=== ASSIGNED TASK ===
Examine each line of the data, and copy the ones containing "BirthChart".

=== EXERCISE INPUT ===
- Opening Delimiter -
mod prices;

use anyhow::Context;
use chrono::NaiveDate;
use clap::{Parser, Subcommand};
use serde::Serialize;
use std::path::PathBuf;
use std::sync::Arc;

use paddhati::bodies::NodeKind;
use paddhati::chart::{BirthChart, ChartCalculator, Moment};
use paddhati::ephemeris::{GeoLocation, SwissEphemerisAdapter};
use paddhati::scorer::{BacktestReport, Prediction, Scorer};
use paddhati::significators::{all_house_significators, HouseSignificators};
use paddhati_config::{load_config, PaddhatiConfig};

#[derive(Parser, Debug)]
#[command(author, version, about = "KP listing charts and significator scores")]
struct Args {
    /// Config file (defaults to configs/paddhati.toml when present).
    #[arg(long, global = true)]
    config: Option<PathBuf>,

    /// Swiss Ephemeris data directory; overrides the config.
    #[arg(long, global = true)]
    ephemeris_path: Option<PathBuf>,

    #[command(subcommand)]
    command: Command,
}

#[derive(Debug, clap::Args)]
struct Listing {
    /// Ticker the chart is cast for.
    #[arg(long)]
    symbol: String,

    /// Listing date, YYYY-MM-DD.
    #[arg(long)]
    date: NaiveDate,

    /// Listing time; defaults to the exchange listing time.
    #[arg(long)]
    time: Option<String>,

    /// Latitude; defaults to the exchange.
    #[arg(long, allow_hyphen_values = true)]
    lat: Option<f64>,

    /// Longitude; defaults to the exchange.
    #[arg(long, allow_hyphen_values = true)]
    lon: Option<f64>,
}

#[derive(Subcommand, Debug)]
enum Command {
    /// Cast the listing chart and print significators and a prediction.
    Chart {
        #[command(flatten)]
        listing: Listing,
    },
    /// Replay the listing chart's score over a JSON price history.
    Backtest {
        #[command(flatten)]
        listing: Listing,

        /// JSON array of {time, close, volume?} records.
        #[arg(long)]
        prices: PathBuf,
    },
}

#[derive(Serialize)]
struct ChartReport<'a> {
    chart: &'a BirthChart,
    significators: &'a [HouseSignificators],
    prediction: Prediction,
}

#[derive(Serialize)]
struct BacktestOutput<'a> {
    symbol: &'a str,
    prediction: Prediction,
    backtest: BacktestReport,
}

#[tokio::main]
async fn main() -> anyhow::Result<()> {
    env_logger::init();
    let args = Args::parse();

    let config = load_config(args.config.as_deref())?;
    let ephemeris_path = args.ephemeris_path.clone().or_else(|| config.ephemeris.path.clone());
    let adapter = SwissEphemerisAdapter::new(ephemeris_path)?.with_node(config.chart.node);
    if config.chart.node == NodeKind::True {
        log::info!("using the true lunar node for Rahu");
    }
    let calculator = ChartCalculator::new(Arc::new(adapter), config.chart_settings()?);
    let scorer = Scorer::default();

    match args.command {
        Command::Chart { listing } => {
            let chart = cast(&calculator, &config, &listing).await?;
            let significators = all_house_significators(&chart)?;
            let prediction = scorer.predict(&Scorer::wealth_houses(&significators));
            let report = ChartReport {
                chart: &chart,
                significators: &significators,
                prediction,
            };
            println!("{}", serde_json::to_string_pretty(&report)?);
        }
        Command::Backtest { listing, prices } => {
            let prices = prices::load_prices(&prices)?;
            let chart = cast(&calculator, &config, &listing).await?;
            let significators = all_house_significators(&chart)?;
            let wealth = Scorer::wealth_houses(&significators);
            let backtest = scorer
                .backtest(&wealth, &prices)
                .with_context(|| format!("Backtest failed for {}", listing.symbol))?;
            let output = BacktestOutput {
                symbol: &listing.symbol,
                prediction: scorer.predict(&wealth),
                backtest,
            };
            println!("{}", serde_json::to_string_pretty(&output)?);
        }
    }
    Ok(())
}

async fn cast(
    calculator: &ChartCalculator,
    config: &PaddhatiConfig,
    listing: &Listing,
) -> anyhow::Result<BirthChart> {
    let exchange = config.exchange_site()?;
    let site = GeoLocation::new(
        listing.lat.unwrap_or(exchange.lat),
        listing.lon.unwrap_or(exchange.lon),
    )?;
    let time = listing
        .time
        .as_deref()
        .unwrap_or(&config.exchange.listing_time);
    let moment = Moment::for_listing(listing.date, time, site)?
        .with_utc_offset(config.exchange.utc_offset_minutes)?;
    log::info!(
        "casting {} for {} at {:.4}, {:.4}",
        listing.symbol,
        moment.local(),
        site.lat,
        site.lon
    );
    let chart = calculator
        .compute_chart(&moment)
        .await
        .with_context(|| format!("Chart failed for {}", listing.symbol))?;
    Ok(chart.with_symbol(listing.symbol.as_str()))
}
- Closing Delimiter -
- Opening Delimiter -
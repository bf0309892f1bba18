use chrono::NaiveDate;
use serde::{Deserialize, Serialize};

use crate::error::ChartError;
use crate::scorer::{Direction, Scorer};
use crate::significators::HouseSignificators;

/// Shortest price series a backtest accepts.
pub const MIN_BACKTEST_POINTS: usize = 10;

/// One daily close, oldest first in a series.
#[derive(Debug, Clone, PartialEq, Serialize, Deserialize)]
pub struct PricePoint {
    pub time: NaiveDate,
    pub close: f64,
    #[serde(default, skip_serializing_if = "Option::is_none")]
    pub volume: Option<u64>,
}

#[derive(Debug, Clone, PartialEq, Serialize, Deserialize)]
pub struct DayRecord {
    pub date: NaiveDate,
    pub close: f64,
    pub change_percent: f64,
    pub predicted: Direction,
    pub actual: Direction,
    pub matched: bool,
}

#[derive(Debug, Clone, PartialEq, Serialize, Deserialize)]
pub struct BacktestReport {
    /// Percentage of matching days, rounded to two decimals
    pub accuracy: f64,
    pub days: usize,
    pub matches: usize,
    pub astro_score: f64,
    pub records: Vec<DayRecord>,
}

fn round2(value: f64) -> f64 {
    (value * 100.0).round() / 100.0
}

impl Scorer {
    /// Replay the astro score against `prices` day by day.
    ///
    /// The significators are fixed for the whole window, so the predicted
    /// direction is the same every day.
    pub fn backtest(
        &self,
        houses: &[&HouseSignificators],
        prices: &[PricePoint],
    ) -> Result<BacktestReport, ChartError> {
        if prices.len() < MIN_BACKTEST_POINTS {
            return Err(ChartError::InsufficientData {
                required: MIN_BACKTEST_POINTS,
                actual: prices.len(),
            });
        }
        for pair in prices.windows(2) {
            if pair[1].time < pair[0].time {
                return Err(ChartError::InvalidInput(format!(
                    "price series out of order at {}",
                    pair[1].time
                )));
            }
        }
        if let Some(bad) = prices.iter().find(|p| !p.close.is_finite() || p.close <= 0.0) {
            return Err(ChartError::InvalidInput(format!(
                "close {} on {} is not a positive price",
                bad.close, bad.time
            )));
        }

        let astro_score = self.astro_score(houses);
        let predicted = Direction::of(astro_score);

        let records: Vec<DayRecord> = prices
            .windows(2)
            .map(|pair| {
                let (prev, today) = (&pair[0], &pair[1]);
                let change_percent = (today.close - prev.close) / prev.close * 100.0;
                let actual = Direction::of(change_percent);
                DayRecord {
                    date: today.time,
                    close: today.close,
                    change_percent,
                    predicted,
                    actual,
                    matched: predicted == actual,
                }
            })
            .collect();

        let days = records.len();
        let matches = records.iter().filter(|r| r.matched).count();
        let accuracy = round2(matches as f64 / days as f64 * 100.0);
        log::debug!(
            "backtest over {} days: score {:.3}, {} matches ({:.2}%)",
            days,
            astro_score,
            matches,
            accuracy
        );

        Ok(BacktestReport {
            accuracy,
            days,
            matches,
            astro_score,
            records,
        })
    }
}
- Closing Delimiter -
- Opening Delimiter -
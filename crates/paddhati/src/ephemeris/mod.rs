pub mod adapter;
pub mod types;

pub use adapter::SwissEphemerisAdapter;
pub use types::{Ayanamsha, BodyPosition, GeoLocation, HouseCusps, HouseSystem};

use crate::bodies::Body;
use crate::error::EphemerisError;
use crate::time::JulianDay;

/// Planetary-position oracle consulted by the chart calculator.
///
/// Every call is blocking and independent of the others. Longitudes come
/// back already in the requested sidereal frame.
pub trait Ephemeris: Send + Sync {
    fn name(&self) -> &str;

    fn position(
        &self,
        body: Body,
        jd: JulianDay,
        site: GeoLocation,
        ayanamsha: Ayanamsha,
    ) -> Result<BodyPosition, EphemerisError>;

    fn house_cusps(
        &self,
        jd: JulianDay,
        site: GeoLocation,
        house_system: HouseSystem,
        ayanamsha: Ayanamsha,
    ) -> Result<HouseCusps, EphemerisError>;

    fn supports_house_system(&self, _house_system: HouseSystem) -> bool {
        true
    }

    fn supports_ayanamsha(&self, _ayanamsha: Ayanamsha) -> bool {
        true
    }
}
- Closing Delimiter -
=== COMPLETED TASK ===
use paddhati::chart::{BirthChart, ChartCalculator, Moment};
    chart: &'a BirthChart,
) -> anyhow::Result<BirthChart> {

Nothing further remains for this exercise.